When you copy the entries, keep every word exactly as it stands.

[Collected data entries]
★ ★ ★
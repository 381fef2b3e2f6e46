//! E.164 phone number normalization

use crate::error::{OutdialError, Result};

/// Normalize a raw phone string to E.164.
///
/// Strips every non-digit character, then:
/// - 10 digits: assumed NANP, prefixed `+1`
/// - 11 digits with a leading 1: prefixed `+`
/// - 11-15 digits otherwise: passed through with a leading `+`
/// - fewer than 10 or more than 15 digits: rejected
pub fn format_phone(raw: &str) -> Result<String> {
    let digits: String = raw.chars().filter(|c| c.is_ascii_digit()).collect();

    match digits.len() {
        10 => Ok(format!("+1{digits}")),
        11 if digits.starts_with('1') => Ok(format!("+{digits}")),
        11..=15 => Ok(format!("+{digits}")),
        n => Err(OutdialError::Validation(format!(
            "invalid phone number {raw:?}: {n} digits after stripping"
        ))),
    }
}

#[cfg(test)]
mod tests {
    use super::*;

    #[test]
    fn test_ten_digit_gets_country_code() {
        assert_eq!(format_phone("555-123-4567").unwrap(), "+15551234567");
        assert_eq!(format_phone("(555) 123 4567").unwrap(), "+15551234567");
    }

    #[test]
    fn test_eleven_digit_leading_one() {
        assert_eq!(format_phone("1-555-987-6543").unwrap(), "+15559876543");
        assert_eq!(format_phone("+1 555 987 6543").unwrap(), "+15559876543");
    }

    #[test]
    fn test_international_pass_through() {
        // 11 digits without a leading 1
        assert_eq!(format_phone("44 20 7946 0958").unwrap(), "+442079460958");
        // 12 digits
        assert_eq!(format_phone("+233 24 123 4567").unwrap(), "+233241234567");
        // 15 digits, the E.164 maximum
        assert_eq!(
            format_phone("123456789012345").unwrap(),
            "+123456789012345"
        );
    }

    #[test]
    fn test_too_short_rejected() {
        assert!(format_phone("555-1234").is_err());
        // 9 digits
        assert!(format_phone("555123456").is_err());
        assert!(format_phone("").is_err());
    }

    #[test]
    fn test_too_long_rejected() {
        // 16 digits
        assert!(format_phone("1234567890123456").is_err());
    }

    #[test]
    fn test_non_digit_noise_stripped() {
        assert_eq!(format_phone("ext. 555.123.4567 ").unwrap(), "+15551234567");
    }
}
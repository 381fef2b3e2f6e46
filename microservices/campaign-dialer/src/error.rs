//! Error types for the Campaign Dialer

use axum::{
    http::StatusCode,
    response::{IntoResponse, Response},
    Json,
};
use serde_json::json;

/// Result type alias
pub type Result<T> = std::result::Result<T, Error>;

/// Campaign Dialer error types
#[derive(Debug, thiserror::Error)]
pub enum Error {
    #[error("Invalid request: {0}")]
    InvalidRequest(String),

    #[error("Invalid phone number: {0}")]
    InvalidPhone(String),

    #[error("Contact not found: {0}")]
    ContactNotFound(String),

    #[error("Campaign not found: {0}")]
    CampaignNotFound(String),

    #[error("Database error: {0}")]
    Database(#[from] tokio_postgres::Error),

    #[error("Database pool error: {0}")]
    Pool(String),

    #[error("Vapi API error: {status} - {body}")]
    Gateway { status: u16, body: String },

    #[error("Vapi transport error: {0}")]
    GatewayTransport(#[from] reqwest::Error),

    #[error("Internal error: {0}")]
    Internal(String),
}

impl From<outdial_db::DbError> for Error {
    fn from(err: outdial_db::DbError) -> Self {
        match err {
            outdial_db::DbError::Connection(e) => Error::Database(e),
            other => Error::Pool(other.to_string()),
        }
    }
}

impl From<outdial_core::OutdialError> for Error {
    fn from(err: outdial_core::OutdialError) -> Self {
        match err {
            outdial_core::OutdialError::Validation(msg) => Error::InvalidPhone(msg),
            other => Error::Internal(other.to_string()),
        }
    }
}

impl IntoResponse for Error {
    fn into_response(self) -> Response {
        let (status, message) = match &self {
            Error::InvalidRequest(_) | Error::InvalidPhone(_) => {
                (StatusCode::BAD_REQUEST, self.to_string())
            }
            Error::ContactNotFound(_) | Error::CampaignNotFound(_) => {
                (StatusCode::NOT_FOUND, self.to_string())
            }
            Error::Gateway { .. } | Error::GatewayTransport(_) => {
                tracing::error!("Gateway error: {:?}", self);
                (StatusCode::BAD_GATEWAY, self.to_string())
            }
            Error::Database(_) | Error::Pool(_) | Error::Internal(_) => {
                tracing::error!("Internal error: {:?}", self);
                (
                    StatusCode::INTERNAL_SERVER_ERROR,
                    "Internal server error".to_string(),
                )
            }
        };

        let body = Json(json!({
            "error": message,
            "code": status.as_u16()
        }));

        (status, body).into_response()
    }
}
★ ★ ★
▸ **THE ANSWER**
repository 381fef2b3e2f6e46
//! E.164 phone number normalization

use crate::error::{OutdialError, Result};

/// Normalize a raw phone string to E.164.
///
/// Strips every non-digit character, then:
/// - 10 digits: assumed NANP, prefixed `+1`
/// - 11 digits with a leading 1: prefixed `+`
/// - 11-15 digits otherwise: passed through with a leading `+`
/// - fewer than 10 or more than 15 digits: rejected
pub fn format_phone(raw: &str) -> Result<String> {
    let digits: String = raw.chars().filter(|c| c.is_ascii_digit()).collect();

    match digits.len() {
        10 => Ok(format!("+1{digits}")),
        11 if digits.starts_with('1') => Ok(format!("+{digits}")),
        11..=15 => Ok(format!("+{digits}")),
        n => Err(OutdialError::Validation(format!(
            "invalid phone number {raw:?}: {n} digits after stripping"
        ))),
    }
}

#[cfg(test)]
mod tests {
    use super::*;

    #[test]
    fn test_ten_digit_gets_country_code() {
        assert_eq!(format_phone("555-123-4567").unwrap(), "+15551234567");
        assert_eq!(format_phone("(555) 123 4567").unwrap(), "+15551234567");
    }

    #[test]
    fn test_eleven_digit_leading_one() {
        assert_eq!(format_phone("1-555-987-6543").unwrap(), "+15559876543");
        assert_eq!(format_phone("+1 555 987 6543").unwrap(), "+15559876543");
    }

    #[test]
    fn test_international_pass_through() {
        // 11 digits without a leading 1
        assert_eq!(format_phone("44 20 7946 0958").unwrap(), "+442079460958");
        // 12 digits
        assert_eq!(format_phone("+233 24 123 4567").unwrap(), "+233241234567");
        // 15 digits, the E.164 maximum
        assert_eq!(
            format_phone("123456789012345").unwrap(),
            "+123456789012345"
        );
    }

    #[test]
    fn test_too_short_rejected() {
        assert!(format_phone("555-1234").is_err());
        // 9 digits
        assert!(format_phone("555123456").is_err());
        assert!(format_phone("").is_err());
    }

    #[test]
    fn test_too_long_rejected() {
        // 16 digits
        assert!(format_phone("1234567890123456").is_err());
    }

    #[test]
    fn test_non_digit_noise_stripped() {
        assert_eq!(format_phone("ext. 555.123.4567 ").unwrap(), "+15551234567");
    }
}
repository 381fef2b3e2f6e46
filename microservices/campaign-dialer/src/error.rs
//! Error types for the Campaign Dialer

use axum::{
    http::StatusCode,
    response::{IntoResponse, Response},
    Json,
};
use serde_json::json;

/// Result type alias
pub type Result<T> = std::result::Result<T, Error>;

/// Campaign Dialer error types
#[derive(Debug, thiserror::Error)]
pub enum Error {
    #[error("Invalid request: {0}")]
    InvalidRequest(String),

    #[error("Invalid phone number: {0}")]
    InvalidPhone(String),

    #[error("Contact not found: {0}")]
    ContactNotFound(String),

    #[error("Campaign not found: {0}")]
    CampaignNotFound(String),

    #[error("Database error: {0}")]
    Database(#[from] tokio_postgres::Error),

    #[error("Database pool error: {0}")]
    Pool(String),

    #[error("Vapi API error: {status} - {body}")]
    Gateway { status: u16, body: String },

    #[error("Vapi transport error: {0}")]
    GatewayTransport(#[from] reqwest::Error),

    #[error("Internal error: {0}")]
    Internal(String),
}

impl From<outdial_db::DbError> for Error {
    fn from(err: outdial_db::DbError) -> Self {
        match err {
            outdial_db::DbError::Connection(e) => Error::Database(e),
            other => Error::Pool(other.to_string()),
        }
    }
}

impl From<outdial_core::OutdialError> for Error {
    fn from(err: outdial_core::OutdialError) -> Self {
        match err {
            outdial_core::OutdialError::Validation(msg) => Error::InvalidPhone(msg),
            other => Error::Internal(other.to_string()),
        }
    }
}

impl IntoResponse for Error {
    fn into_response(self) -> Response {
        let (status, message) = match &self {
            Error::InvalidRequest(_) | Error::InvalidPhone(_) => {
                (StatusCode::BAD_REQUEST, self.to_string())
            }
            Error::ContactNotFound(_) | Error::CampaignNotFound(_) => {
                (StatusCode::NOT_FOUND, self.to_string())
            }
            Error::Gateway { .. } | Error::GatewayTransport(_) => {
                tracing::error!("Gateway error: {:?}", self);
                (StatusCode::BAD_GATEWAY, self.to_string())
            }
            Error::Database(_) | Error::Pool(_) | Error::Internal(_) => {
                tracing::error!("Internal error: {:?}", self);
                (
                    StatusCode::INTERNAL_SERVER_ERROR,
                    "Internal server error".to_string(),
                )
            }
        };

        let body = Json(json!({
            "error": message,
            "code": status.as_u16()
        }));

        (status, body).into_response()
    }
}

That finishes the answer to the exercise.